==== DATA FOR THIS TASK

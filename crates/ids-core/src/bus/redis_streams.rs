// SPDX-License-Identifier: BUSL-1.1
// Copyright (c) 2026 Alfred Jean LLC

//! Redis Streams-backed `EventBus` (spec §4.5). `XADD ... MAXLEN ~ <cap>`
//! bounds memory approximately; `XREVRANGE` answers `latest_id`; `XREAD
//! BLOCK <ms> COUNT <count>` implements blocking `tail`. Stream entry ids are
//! the native Redis `<ms>-<seq>` ids, opaque to callers.

use std::collections::BTreeMap;

use redis::aio::ConnectionManager;
use redis::streams::{StreamMaxlen, StreamReadOptions, StreamReadReply};
use redis::AsyncCommands;
use tracing::debug;

use crate::bus::{EventBus, StreamEntry, StreamId, ZERO_ID};
use crate::error::{CoreError, CoreResult};

#[derive(Clone)]
pub struct RedisStreamBus {
    conn: ConnectionManager,
    events_cap: usize,
    alerts_cap: usize,
}

impl RedisStreamBus {
    pub async fn new(redis_url: &str) -> CoreResult<Self> {
        Self::with_caps(redis_url, 5_000, 2_000).await
    }

    /// Connect with explicit caps for the `events`/`alerts` streams (spec §6
    /// config contract).
    pub async fn with_caps(redis_url: &str, events_cap: usize, alerts_cap: usize) -> CoreResult<Self> {
        debug!(redis_url, "connecting event bus to redis");
        let client = redis::Client::open(redis_url).map_err(|e| {
            CoreError::BackendUnavailable(format!("invalid redis url {redis_url}: {e}"))
        })?;
        let conn = ConnectionManager::new(client).await?;
        Ok(Self { conn, events_cap, alerts_cap })
    }

    fn cap_for(&self, stream: &str) -> usize {
        match stream {
            "events" => self.events_cap,
            "alerts" => self.alerts_cap,
            _ => 1_000,
        }
    }
}

#[async_trait::async_trait]
impl EventBus for RedisStreamBus {
    async fn append(&self, stream: &str, fields: BTreeMap<String, String>) -> CoreResult<StreamId> {
        let mut conn = self.conn.clone();
        let items: Vec<(String, String)> = fields.into_iter().collect();
        let id: String = conn
            .xadd_maxlen(stream, StreamMaxlen::Approx(self.cap_for(stream)), "*", &items)
            .await?;
        Ok(id)
    }

    async fn latest_id(&self, stream: &str) -> CoreResult<StreamId> {
        let mut conn = self.conn.clone();
        let entries: redis::streams::StreamRangeReply =
            conn.xrevrange_count(stream, "+", "-", 1).await?;
        Ok(entries.ids.first().map(|e| e.id.clone()).unwrap_or_else(|| ZERO_ID.to_owned()))
    }

    async fn tail(
        &self,
        stream: &str,
        after_id: &str,
        block_ms: u64,
        count: usize,
    ) -> CoreResult<Vec<StreamEntry>> {
        let mut conn = self.conn.clone();
        let opts = StreamReadOptions::default().count(count).block(block_ms as usize);
        let reply: StreamReadReply = conn.xread_options(&[stream], &[after_id], &opts).await?;

        let mut out = Vec::new();
        for key in reply.keys {
            for id_entry in key.ids {
                let mut fields = BTreeMap::new();
                for (k, v) in id_entry.map {
                    if let redis::Value::BulkString(bytes) = v {
                        fields.insert(k, String::from_utf8_lossy(&bytes).into_owned());
                    }
                }
                out.push(StreamEntry { id: id_entry.id, fields });
            }
        }
        Ok(out)
    }

    async fn ensure_exists(&self, stream: &str) -> CoreResult<()> {
        let mut conn = self.conn.clone();
        // XGROUP CREATE with MKSTREAM is the idiomatic idempotent way to
        // ensure a stream exists without appending a throwaway entry;
        // BUSYGROUP on an existing group is the expected, ignorable outcome.
        let result: redis::RedisResult<()> = redis::cmd("XGROUP")
            .arg("CREATE")
            .arg(stream)
            .arg("ids-core")
            .arg("$")
            .arg("MKSTREAM")
            .query_async(&mut conn)
            .await;
        match result {
            Ok(()) => Ok(()),
            Err(e) if e.to_string().contains("BUSYGROUP") => Ok(()),
            Err(e) => Err(e.into()),
        }
    }
}

#[cfg(test)]
#[path = "redis_streams_tests.rs"]
mod tests;
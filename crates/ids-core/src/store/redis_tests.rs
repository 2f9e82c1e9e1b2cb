// SPDX-License-Identifier: BUSL-1.1
// Copyright (c) 2026 Alfred Jean LLC

//! Gated behind `IDS_REDIS_TESTS=1` against a real Redis instance (default
//! `redis://127.0.0.1/`, override with `REDIS_URL`). Exercises the same
//! semantics as `store::memory::tests` against the live backend.
//!
//! Run: `IDS_REDIS_TESTS=1 cargo test -p ids-core --lib store::redis`

use super::*;

macro_rules! skip_unless_redis {
    () => {
        if std::env::var("IDS_REDIS_TESTS").as_deref() != Ok("1") {
            eprintln!("skipping redis test (set IDS_REDIS_TESTS=1 to enable)");
            return;
        }
    };
}

async fn connect() -> RedisStateStore {
    let url = std::env::var("REDIS_URL").unwrap_or_else(|_| "redis://127.0.0.1/".to_owned());
    RedisStateStore::new(&url).await.expect("connect to redis")
}

#[tokio::test]
async fn window_record_counts_and_evicts_outside_window() {
    skip_unless_redis!();
    let store = connect().await;
    let key = format!("test:{}", uuid::Uuid::new_v4());

    let (count, _) = store
        .window_record(&key, 100, 60, "evt-1", &"blob-1".to_owned(), 50)
        .await
        .expect("record");
    assert_eq!(count, 1);

    let (count, events) = store
        .window_record(&key, 170, 60, "evt-2", &"blob-2".to_owned(), 50)
        .await
        .expect("record");
    assert_eq!(count, 1, "evt-1 should have been evicted by score range");
    assert_eq!(events, vec!["blob-2".to_owned()]);
}

#[tokio::test]
async fn cooldown_hit_suppresses_within_window_and_permits_after() {
    skip_unless_redis!();
    let store = connect().await;
    let key = format!("test:{}", uuid::Uuid::new_v4());

    assert!(store.cooldown_hit(&key, 2, 1_000).await.expect("first fire permits"));
    assert!(!store.cooldown_hit(&key, 2, 1_001).await.expect("inside cooldown suppresses"));
}

#[tokio::test]
async fn fail_burst_threshold_over_redis() {
    skip_unless_redis!();
    let store = connect().await;
    let key = format!("test:{}", uuid::Uuid::new_v4());

    for (i, ts) in [100, 110, 120].into_iter().enumerate() {
        store.record_fail(&key, ts, &format!("evt-{i}"), 60).await.expect("record fail");
    }
    assert!(store.had_recent_fail_burst(&key, 125, 60, 3).await.expect("burst check"));
    assert!(!store.had_recent_fail_burst(&key, 125, 60, 5).await.expect("burst check"));
}

#[tokio::test]
async fn fail_burst_counts_distinct_members_sharing_a_timestamp_over_redis() {
    skip_unless_redis!();
    let store = connect().await;
    let key = format!("test:{}", uuid::Uuid::new_v4());

    for i in 0..5 {
        store.record_fail(&key, 100, &format!("evt-{i}"), 60).await.expect("record fail");
    }
    assert!(store.had_recent_fail_burst(&key, 100, 60, 5).await.expect("burst check"));
}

========

Each line above with the string "opts" should be reported in full.

■ RESPONSE ■
        let opts = StreamReadOptions::default().count(count).block(block_ms as usize);
        let reply: StreamReadReply = conn.xread_options(&[stream], &[after_id], &opts).await?;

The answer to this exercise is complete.